Data for the task:
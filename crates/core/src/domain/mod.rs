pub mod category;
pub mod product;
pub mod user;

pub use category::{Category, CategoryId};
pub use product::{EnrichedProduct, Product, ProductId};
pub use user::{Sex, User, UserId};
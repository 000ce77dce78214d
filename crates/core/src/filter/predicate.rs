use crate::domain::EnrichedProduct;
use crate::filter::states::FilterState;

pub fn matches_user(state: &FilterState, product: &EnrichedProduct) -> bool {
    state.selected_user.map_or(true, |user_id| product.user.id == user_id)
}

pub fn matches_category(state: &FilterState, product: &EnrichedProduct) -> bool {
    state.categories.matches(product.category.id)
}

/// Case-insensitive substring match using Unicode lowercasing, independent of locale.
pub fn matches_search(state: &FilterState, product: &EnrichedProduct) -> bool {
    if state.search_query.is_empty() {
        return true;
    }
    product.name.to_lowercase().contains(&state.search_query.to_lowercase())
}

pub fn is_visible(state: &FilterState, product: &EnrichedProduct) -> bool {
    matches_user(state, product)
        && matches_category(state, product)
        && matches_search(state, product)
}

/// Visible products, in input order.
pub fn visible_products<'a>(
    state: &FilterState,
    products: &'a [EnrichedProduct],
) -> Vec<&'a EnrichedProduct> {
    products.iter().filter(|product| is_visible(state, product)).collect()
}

--

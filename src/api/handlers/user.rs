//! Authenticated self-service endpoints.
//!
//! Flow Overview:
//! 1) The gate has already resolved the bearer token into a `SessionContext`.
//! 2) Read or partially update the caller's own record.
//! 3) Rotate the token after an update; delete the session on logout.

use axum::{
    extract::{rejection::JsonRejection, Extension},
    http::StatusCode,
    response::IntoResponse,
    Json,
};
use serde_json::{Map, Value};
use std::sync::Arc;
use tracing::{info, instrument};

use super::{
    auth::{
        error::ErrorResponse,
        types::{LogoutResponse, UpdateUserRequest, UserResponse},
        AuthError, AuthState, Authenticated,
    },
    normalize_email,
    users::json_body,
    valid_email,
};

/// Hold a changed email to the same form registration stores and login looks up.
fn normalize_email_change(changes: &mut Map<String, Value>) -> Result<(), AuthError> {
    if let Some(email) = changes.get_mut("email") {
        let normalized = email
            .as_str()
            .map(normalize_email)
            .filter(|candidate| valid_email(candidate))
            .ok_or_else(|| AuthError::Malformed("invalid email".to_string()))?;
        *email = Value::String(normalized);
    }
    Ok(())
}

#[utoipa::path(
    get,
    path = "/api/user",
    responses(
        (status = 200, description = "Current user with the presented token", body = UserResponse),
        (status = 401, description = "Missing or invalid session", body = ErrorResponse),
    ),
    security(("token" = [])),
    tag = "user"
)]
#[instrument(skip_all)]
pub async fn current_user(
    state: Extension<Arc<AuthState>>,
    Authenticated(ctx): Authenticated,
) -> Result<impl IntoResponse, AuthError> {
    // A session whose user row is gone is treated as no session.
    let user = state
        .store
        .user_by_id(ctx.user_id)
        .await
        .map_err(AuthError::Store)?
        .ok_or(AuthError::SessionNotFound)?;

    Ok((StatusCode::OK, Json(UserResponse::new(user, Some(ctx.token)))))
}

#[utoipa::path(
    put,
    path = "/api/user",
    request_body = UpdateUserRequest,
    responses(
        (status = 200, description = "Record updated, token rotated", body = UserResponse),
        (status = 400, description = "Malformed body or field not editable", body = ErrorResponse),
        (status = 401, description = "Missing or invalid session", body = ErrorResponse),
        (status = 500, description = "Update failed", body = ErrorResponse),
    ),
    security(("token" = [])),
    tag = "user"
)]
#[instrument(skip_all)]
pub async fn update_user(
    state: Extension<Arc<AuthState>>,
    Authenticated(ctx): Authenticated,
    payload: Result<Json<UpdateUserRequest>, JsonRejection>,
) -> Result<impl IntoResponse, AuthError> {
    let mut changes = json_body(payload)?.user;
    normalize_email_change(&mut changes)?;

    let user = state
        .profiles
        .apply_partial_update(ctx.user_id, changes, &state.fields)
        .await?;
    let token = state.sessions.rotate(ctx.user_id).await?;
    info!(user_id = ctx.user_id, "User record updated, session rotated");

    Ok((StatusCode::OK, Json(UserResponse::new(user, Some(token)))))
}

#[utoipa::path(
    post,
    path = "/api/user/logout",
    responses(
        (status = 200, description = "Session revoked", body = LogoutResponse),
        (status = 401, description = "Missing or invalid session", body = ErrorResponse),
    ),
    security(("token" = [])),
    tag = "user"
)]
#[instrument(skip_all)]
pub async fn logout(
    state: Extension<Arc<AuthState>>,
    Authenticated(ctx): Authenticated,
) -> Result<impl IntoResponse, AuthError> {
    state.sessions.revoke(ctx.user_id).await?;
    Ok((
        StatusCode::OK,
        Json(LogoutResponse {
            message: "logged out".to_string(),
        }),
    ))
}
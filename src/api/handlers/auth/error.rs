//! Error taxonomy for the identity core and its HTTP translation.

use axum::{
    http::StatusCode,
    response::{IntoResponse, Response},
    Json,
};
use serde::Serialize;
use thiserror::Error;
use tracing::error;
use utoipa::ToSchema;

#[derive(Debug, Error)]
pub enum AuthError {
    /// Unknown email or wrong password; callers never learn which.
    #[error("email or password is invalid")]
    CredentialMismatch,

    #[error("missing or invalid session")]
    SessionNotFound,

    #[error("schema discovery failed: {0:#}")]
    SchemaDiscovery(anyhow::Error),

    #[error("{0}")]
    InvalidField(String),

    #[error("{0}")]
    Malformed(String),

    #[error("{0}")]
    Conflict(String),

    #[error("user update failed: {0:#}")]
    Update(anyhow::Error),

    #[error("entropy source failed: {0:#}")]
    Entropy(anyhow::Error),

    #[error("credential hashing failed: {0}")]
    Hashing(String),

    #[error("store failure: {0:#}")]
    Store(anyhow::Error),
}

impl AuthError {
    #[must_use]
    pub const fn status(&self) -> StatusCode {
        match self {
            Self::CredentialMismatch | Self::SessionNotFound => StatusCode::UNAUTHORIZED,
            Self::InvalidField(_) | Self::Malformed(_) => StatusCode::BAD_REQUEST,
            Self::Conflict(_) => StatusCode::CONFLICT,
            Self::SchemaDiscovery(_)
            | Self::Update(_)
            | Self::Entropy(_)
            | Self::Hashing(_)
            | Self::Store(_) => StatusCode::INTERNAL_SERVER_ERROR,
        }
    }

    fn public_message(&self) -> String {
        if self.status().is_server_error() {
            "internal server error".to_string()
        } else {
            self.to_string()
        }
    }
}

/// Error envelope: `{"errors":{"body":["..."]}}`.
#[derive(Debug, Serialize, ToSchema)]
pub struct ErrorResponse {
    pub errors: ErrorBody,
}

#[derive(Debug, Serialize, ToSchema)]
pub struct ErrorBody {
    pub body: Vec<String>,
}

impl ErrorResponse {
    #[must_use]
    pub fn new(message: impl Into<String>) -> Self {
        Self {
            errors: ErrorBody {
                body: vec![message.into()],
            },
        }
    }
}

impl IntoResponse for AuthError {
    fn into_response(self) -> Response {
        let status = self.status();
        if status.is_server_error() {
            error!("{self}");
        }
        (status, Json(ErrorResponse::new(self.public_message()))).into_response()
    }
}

--

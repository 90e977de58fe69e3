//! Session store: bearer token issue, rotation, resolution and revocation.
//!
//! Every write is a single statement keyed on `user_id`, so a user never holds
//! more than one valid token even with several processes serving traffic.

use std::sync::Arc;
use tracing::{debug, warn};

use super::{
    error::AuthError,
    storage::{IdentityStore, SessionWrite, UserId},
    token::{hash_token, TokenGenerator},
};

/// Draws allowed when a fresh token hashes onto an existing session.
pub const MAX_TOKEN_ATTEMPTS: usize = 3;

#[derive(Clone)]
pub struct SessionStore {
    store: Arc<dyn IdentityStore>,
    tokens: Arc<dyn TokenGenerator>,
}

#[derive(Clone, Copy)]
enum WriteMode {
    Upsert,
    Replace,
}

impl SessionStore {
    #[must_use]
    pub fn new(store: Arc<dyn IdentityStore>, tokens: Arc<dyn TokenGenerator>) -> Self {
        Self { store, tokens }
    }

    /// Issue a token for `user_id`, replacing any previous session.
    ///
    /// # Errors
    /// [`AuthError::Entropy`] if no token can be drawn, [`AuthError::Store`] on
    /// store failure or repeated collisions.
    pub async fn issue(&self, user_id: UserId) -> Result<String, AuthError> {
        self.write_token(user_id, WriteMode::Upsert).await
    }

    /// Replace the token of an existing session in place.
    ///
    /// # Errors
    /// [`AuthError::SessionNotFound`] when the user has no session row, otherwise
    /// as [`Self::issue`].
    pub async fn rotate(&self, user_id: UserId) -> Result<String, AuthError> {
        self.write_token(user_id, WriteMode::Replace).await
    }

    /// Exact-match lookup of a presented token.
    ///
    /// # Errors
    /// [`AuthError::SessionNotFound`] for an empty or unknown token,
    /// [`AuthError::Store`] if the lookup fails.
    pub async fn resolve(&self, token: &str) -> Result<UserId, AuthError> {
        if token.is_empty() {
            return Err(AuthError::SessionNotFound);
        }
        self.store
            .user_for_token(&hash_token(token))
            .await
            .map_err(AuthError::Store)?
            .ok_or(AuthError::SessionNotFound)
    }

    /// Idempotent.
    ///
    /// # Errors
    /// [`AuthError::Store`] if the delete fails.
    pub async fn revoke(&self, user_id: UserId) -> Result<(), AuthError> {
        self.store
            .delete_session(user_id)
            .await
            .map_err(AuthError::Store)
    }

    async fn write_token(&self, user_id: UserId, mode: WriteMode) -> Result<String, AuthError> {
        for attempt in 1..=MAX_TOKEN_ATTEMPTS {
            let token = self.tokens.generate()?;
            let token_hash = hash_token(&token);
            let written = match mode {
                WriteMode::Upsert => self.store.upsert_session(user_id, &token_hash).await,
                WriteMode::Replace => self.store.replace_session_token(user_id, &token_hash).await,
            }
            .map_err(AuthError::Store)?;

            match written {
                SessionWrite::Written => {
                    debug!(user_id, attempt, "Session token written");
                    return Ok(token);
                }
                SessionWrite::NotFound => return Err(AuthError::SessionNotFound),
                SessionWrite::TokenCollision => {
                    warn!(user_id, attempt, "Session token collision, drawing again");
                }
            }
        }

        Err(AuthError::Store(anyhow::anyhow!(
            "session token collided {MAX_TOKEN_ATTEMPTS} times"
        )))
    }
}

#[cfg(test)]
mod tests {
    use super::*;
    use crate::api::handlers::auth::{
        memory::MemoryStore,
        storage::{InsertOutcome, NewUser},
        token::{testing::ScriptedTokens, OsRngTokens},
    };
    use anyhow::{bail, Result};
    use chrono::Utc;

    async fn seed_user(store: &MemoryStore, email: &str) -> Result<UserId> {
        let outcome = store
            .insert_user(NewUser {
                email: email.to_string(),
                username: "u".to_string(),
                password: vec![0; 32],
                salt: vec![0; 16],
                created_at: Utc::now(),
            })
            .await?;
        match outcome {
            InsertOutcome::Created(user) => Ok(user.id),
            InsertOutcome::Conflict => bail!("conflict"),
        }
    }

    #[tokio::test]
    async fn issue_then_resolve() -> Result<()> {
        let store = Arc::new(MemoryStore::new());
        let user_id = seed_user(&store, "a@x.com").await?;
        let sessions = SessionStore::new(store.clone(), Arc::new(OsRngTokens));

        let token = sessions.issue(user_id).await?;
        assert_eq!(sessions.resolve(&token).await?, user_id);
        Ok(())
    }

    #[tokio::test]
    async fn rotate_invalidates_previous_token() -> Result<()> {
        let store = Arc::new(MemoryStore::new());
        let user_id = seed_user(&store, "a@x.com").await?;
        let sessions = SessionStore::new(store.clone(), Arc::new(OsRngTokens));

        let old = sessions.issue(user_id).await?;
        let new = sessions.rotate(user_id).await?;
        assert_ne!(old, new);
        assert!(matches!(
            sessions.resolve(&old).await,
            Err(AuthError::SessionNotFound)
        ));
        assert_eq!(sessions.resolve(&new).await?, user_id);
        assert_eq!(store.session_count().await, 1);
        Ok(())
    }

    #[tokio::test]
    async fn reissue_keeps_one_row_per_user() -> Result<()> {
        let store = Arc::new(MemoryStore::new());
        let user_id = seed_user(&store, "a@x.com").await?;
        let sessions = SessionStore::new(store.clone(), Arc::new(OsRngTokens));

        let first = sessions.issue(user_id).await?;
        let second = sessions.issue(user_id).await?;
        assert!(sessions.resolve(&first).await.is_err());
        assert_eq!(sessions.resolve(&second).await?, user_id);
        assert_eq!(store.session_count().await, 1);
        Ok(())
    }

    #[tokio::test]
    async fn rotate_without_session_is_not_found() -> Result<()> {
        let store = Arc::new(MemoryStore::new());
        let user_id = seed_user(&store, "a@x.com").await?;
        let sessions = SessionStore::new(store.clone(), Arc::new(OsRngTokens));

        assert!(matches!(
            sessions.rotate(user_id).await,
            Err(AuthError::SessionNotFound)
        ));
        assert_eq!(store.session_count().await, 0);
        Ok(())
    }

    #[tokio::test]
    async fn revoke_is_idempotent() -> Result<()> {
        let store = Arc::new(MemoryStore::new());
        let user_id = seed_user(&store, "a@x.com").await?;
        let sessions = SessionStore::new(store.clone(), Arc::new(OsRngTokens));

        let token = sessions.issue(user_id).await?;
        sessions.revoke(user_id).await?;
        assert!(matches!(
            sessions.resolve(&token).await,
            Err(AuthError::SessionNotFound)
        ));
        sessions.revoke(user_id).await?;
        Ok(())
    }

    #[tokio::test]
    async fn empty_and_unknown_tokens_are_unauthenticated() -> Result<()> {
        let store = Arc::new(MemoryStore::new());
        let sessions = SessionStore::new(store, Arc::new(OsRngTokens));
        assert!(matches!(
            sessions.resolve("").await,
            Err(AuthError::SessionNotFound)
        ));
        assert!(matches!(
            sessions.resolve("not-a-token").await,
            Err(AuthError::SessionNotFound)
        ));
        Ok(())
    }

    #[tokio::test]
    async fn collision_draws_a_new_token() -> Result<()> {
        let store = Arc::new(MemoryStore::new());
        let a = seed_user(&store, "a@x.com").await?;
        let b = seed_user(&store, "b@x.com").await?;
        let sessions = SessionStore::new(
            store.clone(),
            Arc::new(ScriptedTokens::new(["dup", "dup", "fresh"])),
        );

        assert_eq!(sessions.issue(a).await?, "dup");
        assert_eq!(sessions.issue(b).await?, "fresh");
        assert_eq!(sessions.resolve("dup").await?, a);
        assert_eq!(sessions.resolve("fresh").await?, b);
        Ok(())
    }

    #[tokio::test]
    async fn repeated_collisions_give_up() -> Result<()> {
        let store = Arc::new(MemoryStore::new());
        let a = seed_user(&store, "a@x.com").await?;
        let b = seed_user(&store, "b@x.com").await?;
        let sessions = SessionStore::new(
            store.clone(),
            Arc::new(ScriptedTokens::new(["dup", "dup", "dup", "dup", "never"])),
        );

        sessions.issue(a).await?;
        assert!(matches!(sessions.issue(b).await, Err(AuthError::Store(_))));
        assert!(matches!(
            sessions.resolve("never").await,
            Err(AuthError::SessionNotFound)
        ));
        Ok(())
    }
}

What to do: Copy out every line from the material above in which the word "InvalidField" appears.

Exercise solution:
    InvalidField(String),
            Self::InvalidField(_) | Self::Malformed(_) => StatusCode::BAD_REQUEST,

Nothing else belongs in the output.